Collection entries:
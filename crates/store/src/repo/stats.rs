//! Hourly statistics buckets: atomic upsert plus the query surface
//! composed from them (daily totals, hour-of-day pattern, top commands).

use std::collections::HashMap;

use chrono::{DateTime, Duration, DurationRound, Utc};
use sqlx::{PgConnection, Row};

use mb_domain::{Error, Result};

use crate::rows::StatsRow;

/// Counter deltas accumulated since the last flush, for one bot.
#[derive(Debug, Clone, Default, PartialEq, Eq)]
pub struct StatsDelta {
    pub message_count: i64,
    pub command_count: i64,
    pub callback_count: i64,
    pub error_count: i64,
    /// Distinct users seen during the flush window (not a delta).
    pub unique_users: i64,
    pub new_users: i64,
    pub command_usage: HashMap<String, i64>,
}

impl StatsDelta {
    pub fn is_empty(&self) -> bool {
        self.message_count == 0
            && self.command_count == 0
            && self.callback_count == 0
            && self.error_count == 0
            && self.unique_users == 0
            && self.new_users == 0
            && self.command_usage.is_empty()
    }
}

/// Totals aggregated over a span of hourly buckets.
#[derive(Debug, Clone, Default, PartialEq, Eq, serde::Serialize)]
pub struct AggregatedStats {
    pub message_count: i64,
    pub command_count: i64,
    pub callback_count: i64,
    pub error_count: i64,
    pub new_users: i64,
}

/// Truncate a timestamp to the start of its UTC hour.
pub fn hour_bucket(now: DateTime<Utc>) -> DateTime<Utc> {
    now.duration_trunc(Duration::hours(1)).unwrap_or(now)
}

/// Upsert one bot's hourly bucket. Counters increment; `unique_users`
/// takes the max of existing and incoming; `command_usage` merges
/// key-wise, summing values. A zero delta is a no-op.
pub async fn upsert_hourly(
    conn: &mut PgConnection,
    bot_id: &str,
    bucket: DateTime<Utc>,
    delta: &StatsDelta,
) -> Result<()> {
    if delta.is_empty() {
        return Ok(());
    }

    let usage_json = serde_json::to_value(&delta.command_usage).map_err(Error::Json)?;

    sqlx::query(
        r#"
        INSERT INTO bot_statistics
            (bot_id, hour_bucket, message_count, command_count, callback_count,
             error_count, unique_users, new_users, command_usage)
        VALUES ($1, $2, $3, $4, $5, $6, $7, $8, $9)
        ON CONFLICT (bot_id, hour_bucket) DO UPDATE SET
            message_count  = bot_statistics.message_count  + EXCLUDED.message_count,
            command_count  = bot_statistics.command_count  + EXCLUDED.command_count,
            callback_count = bot_statistics.callback_count + EXCLUDED.callback_count,
            error_count    = bot_statistics.error_count    + EXCLUDED.error_count,
            unique_users   = GREATEST(bot_statistics.unique_users, EXCLUDED.unique_users),
            new_users      = bot_statistics.new_users + EXCLUDED.new_users,
            command_usage  = (
                SELECT COALESCE(jsonb_object_agg(key, total), '{}'::jsonb)
                FROM (
                    SELECT key, SUM(value::bigint) AS total
                    FROM (
                        SELECT * FROM jsonb_each_text(COALESCE(bot_statistics.command_usage, '{}'::jsonb))
                        UNION ALL
                        SELECT * FROM jsonb_each_text(COALESCE(EXCLUDED.command_usage, '{}'::jsonb))
                    ) AS entries
                    GROUP BY key
                ) AS merged
            )
        "#,
    )
    .bind(bot_id)
    .bind(bucket)
    .bind(delta.message_count)
    .bind(delta.command_count)
    .bind(delta.callback_count)
    .bind(delta.error_count)
    .bind(delta.unique_users)
    .bind(delta.new_users)
    .bind(usage_json)
    .execute(conn)
    .await
    .map_err(Error::store)?;
    Ok(())
}

/// Sum the last `days`×24 hourly buckets for one bot.
pub async fn daily_totals(
    conn: &mut PgConnection,
    bot_id: &str,
    days: i64,
) -> Result<AggregatedStats> {
    let since = Utc::now() - Duration::days(days);
    let row = sqlx::query(
        r#"
        SELECT COALESCE(SUM(message_count), 0)::bigint  AS message_count,
               COALESCE(SUM(command_count), 0)::bigint  AS command_count,
               COALESCE(SUM(callback_count), 0)::bigint AS callback_count,
               COALESCE(SUM(error_count), 0)::bigint    AS error_count,
               COALESCE(SUM(new_users), 0)::bigint      AS new_users
        FROM bot_statistics
        WHERE bot_id = $1 AND hour_bucket >= $2
        "#,
    )
    .bind(bot_id)
    .bind(since)
    .fetch_one(conn)
    .await
    .map_err(Error::store)?;

    Ok(AggregatedStats {
        message_count: row.get("message_count"),
        command_count: row.get("command_count"),
        callback_count: row.get("callback_count"),
        error_count: row.get("error_count"),
        new_users: row.get("new_users"),
    })
}

/// Sum across all bots over the last `days`.
pub async fn total_daily_totals(conn: &mut PgConnection, days: i64) -> Result<AggregatedStats> {
    let since = Utc::now() - Duration::days(days);
    let row = sqlx::query(
        r#"
        SELECT COALESCE(SUM(message_count), 0)::bigint  AS message_count,
               COALESCE(SUM(command_count), 0)::bigint  AS command_count,
               COALESCE(SUM(callback_count), 0)::bigint AS callback_count,
               COALESCE(SUM(error_count), 0)::bigint    AS error_count,
               COALESCE(SUM(new_users), 0)::bigint      AS new_users
        FROM bot_statistics
        WHERE hour_bucket >= $1
        "#,
    )
    .bind(since)
    .fetch_one(conn)
    .await
    .map_err(Error::store)?;

    Ok(AggregatedStats {
        message_count: row.get("message_count"),
        command_count: row.get("command_count"),
        callback_count: row.get("callback_count"),
        error_count: row.get("error_count"),
        new_users: row.get("new_users"),
    })
}

/// Message counts grouped by hour of day (0-23) over the last `days`.
pub async fn hourly_pattern(
    conn: &mut PgConnection,
    bot_id: &str,
    days: i64,
) -> Result<[i64; 24]> {
    let since = Utc::now() - Duration::days(days);
    let rows = sqlx::query(
        r#"
        SELECT EXTRACT(HOUR FROM hour_bucket)::int AS hour,
               COALESCE(SUM(message_count), 0)::bigint AS count
        FROM bot_statistics
        WHERE bot_id = $1 AND hour_bucket >= $2
        GROUP BY hour
        ORDER BY hour
        "#,
    )
    .bind(bot_id)
    .bind(since)
    .fetch_all(conn)
    .await
    .map_err(Error::store)?;

    let mut pattern = [0i64; 24];
    for row in rows {
        let hour: i32 = row.get("hour");
        if (0..24).contains(&hour) {
            pattern[hour as usize] = row.get("count");
        }
    }
    Ok(pattern)
}

/// Top commands by summed usage over the last `days`.
pub async fn top_commands(
    conn: &mut PgConnection,
    bot_id: &str,
    days: i64,
    limit: i64,
) -> Result<Vec<(String, i64)>> {
    let since = Utc::now() - Duration::days(days);
    let rows = sqlx::query(
        r#"
        SELECT key AS command, SUM(value::bigint)::bigint AS count
        FROM bot_statistics, jsonb_each_text(COALESCE(command_usage, '{}'::jsonb))
        WHERE bot_id = $1 AND hour_bucket >= $2
        GROUP BY key
        ORDER BY count DESC
        LIMIT $3
        "#,
    )
    .bind(bot_id)
    .bind(since)
    .bind(limit)
    .fetch_all(conn)
    .await
    .map_err(Error::store)?;

    Ok(rows
        .into_iter()
        .map(|row| (row.get("command"), row.get("count")))
        .collect())
}

pub async fn get_bucket(
    conn: &mut PgConnection,
    bot_id: &str,
    bucket: DateTime<Utc>,
) -> Result<Option<StatsRow>> {
    sqlx::query_as::<_, StatsRow>(
        r#"
        SELECT bot_id, hour_bucket, message_count, command_count, callback_count,
               error_count, unique_users, new_users, command_usage
        FROM bot_statistics
        WHERE bot_id = $1 AND hour_bucket = $2
        "#,
    )
    .bind(bot_id)
    .bind(bucket)
    .fetch_optional(conn)
    .await
    .map_err(Error::store)
}

/// Delete buckets older than `days`. Returns how many were removed.
pub async fn cleanup_old(conn: &mut PgConnection, days: i64) -> Result<u64> {
    let cutoff = Utc::now() - Duration::days(days);
    let result = sqlx::query("DELETE FROM bot_statistics WHERE hour_bucket < $1")
        .bind(cutoff)
        .execute(conn)
        .await
        .map_err(Error::store)?;
    Ok(result.rows_affected())
}

#[cfg(test)]
mod tests {
    use super::*;
    use chrono::TimeZone;

    #[test]
    fn hour_bucket_truncates_to_hour() {
        let ts = Utc.with_ymd_and_hms(2026, 3, 14, 15, 42, 7).unwrap();
        let bucket = hour_bucket(ts);
        assert_eq!(bucket, Utc.with_ymd_and_hms(2026, 3, 14, 15, 0, 0).unwrap());
    }

    #[test]
    fn hour_bucket_is_idempotent() {
        let ts = Utc.with_ymd_and_hms(2026, 3, 14, 15, 42, 7).unwrap();
        assert_eq!(hour_bucket(hour_bucket(ts)), hour_bucket(ts));
    }

    #[test]
    fn empty_delta_detection() {
        assert!(StatsDelta::default().is_empty());
        let delta = StatsDelta {
            message_count: 1,
            ..StatsDelta::default()
        };
        assert!(!delta.is_empty());
        let usage_only = StatsDelta {
            command_usage: HashMap::from([("start".into(), 1)]),
            ..StatsDelta::default()
        };
        assert!(!usage_only.is_empty());
    }
}
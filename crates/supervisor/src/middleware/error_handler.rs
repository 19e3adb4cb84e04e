//! Innermost safety net: logs handler failures under a short error id,
//! optionally tells the user, and marks the error handled so the
//! framework drops it while outer middlewares still observe it.

use async_trait::async_trait;

use mb_dispatch::{Middleware, Next, RequestContext};
use mb_domain::{Error, Result};
use mb_telegram::Update;

pub struct ErrorMiddleware {
    bot_id: String,
    notify_user: bool,
    user_message: String,
}

impl ErrorMiddleware {
    pub fn new(bot_id: &str, notify_user: bool) -> Self {
        Self {
            bot_id: bot_id.to_string(),
            notify_user,
            user_message: "An error occurred. Please try again later.".to_string(),
        }
    }
}

#[async_trait]
impl Middleware for ErrorMiddleware {
    async fn handle(
        &self,
        update: &Update,
        ctx: &mut RequestContext,
        next: Next<'_>,
    ) -> Result<()> {
        let result = next.run(update, ctx).await;
        let Err(error) = result else {
            return Ok(());
        };

        let error_id = uuid::Uuid::new_v4().to_string()[..8].to_string();

        match &error {
            // Recoverable, user-visible; never an error-level log.
            Error::InsufficientTokens {
                required,
                available,
                action,
            } => {
                tracing::info!(
                    error_id = %error_id,
                    bot_id = %self.bot_id,
                    user_id = ctx.user_id.unwrap_or(0),
                    required,
                    available,
                    action = %action,
                    "insufficient tokens"
                );
                if self.notify_user {
                    let notice = format!(
                        "Not enough tokens: this action costs {required}, you have {available}. \
                         Use /buy to top up."
                    );
                    if let Err(e) = ctx.reply(&notice).await {
                        tracing::warn!(error_id = %error_id, error = %e, "could not notify user");
                    }
                }
            }
            _ => {
                tracing::error!(
                    error_id = %error_id,
                    bot_id = %self.bot_id,
                    user_id = ctx.user_id.unwrap_or(0),
                    error = %error,
                    "unhandled error in handler"
                );
                if self.notify_user {
                    let notice = format!("{}\n\nError ID: {error_id}", self.user_message);
                    if let Err(e) = ctx.reply(&notice).await {
                        tracing::warn!(error_id = %error_id, error = %e, "could not notify user");
                    }
                }
            }
        }

        // Re-raise so stats counts it and the session rolls back; the
        // dispatcher sees the marker and reports the update handled.
        ctx.handled_error = Some(error_id);
        Err(error)
    }
}

#[cfg(test)]
mod tests {
    use super::*;
    use mb_dispatch::{Handler, Router, UpdateFilter};
    use mb_telegram::TelegramClient;
    use std::sync::Arc;

    struct Failing;

    #[async_trait]
    impl Handler for Failing {
        async fn handle(&self, _update: &Update, _ctx: &mut RequestContext) -> Result<()> {
            Err(Error::Other("kaput".into()))
        }
    }

    fn update() -> Update {
        serde_json::from_value(serde_json::json!({
            "update_id": 1,
            "message": {
                "message_id": 1,
                "from": {"id": 7, "first_name": "T"},
                "chat": {"id": 7, "type": "private"},
                "text": "hi"
            }
        }))
        .unwrap()
    }

    #[tokio::test]
    async fn failure_is_marked_handled_and_reraised() {
        let mut router = Router::new("r");
        router.route(UpdateFilter::Any, Arc::new(Failing));
        let middlewares: Vec<Arc<dyn Middleware>> =
            vec![Arc::new(ErrorMiddleware::new("a", false))];

        let update = update();
        let client = Arc::new(TelegramClient::new("1:t"));
        let mut ctx = RequestContext::new("a", client, None, &update);
        let result = Next::new(&middlewares, &router).run(&update, &mut ctx).await;

        assert!(result.is_err());
        let error_id = ctx.handled_error.expect("error must be marked handled");
        assert_eq!(error_id.len(), 8);
    }

    #[tokio::test]
    async fn success_passes_untouched() {
        let router = Router::new("r");
        let middlewares: Vec<Arc<dyn Middleware>> =
            vec![Arc::new(ErrorMiddleware::new("a", false))];

        let update = update();
        let client = Arc::new(TelegramClient::new("1:t"));
        let mut ctx = RequestContext::new("a", client, None, &update);
        let result = Next::new(&middlewares, &router).run(&update, &mut ctx).await;

        assert!(result.is_ok());
        assert!(ctx.handled_error.is_none());
    }
}
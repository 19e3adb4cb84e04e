//! Connection pool and scoped transaction sessions.

use std::time::Duration;

use sqlx::postgres::{PgConnection, PgPool, PgPoolOptions, Postgres};
use sqlx::Transaction;

use mb_domain::config::DatabaseConfig;
use mb_domain::{Error, Result};

/// One scoped transactional session.
///
/// Owns a pooled connection for the duration of the transaction.
/// Dropping the session without [`Session::commit`] rolls back.
pub struct Session {
    tx: Transaction<'static, Postgres>,
}

impl Session {
    /// Borrow the underlying connection for repository calls.
    pub fn conn(&mut self) -> &mut PgConnection {
        &mut self.tx
    }

    pub async fn commit(self) -> Result<()> {
        self.tx.commit().await.map_err(Error::store)
    }

    pub async fn rollback(self) -> Result<()> {
        self.tx.rollback().await.map_err(Error::store)
    }
}

/// Shared gateway to the relational store: pool, sessions, health.
#[derive(Clone)]
pub struct StoreGateway {
    pool: PgPool,
}

impl StoreGateway {
    /// Connect a pool using the configured URL and sizing.
    pub async fn connect(config: &DatabaseConfig) -> Result<Self> {
        let pool = PgPoolOptions::new()
            .max_connections(config.pool_size)
            .acquire_timeout(Duration::from_secs(config.acquire_timeout_secs))
            .connect(&config.url)
            .await
            .map_err(Error::store)?;
        tracing::info!(pool_size = config.pool_size, "store pool connected");
        Ok(Self { pool })
    }

    /// Apply pending migrations (ordered; each file header names its
    /// parent revision).
    pub async fn run_migrations(&self) -> Result<()> {
        sqlx::migrate!("./migrations")
            .run(&self.pool)
            .await
            .map_err(Error::store)?;
        tracing::info!("store migrations applied");
        Ok(())
    }

    /// Open a scoped transaction session.
    pub async fn begin(&self) -> Result<Session> {
        let tx = self.pool.begin().await.map_err(Error::store)?;
        Ok(Session { tx })
    }

    /// Cheap health probe.
    pub async fn health_check(&self) -> bool {
        match sqlx::query_scalar::<_, i32>("SELECT 1")
            .fetch_one(&self.pool)
            .await
        {
            Ok(1) => true,
            Ok(_) => false,
            Err(e) => {
                tracing::warn!(error = %e, "store health check failed");
                false
            }
        }
    }

    pub fn pool(&self) -> &PgPool {
        &self.pool
    }

    pub fn pool_size(&self) -> u32 {
        self.pool.size()
    }

    pub fn pool_idle(&self) -> usize {
        self.pool.num_idle()
    }

    pub async fn close(&self) {
        self.pool.close().await;
        tracing::info!("store pool closed");
    }
}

◆ **Assignment**
Whenever the word "RequestContext" shows up in a line of the entries above, copy that line.

◆ **Answer to this task**
use mb_dispatch::{Middleware, Next, RequestContext};
        ctx: &mut RequestContext,
        async fn handle(&self, _update: &Update, _ctx: &mut RequestContext) -> Result<()> {
        let mut ctx = RequestContext::new("a", client, None, &update);
        let mut ctx = RequestContext::new("a", client, None, &update);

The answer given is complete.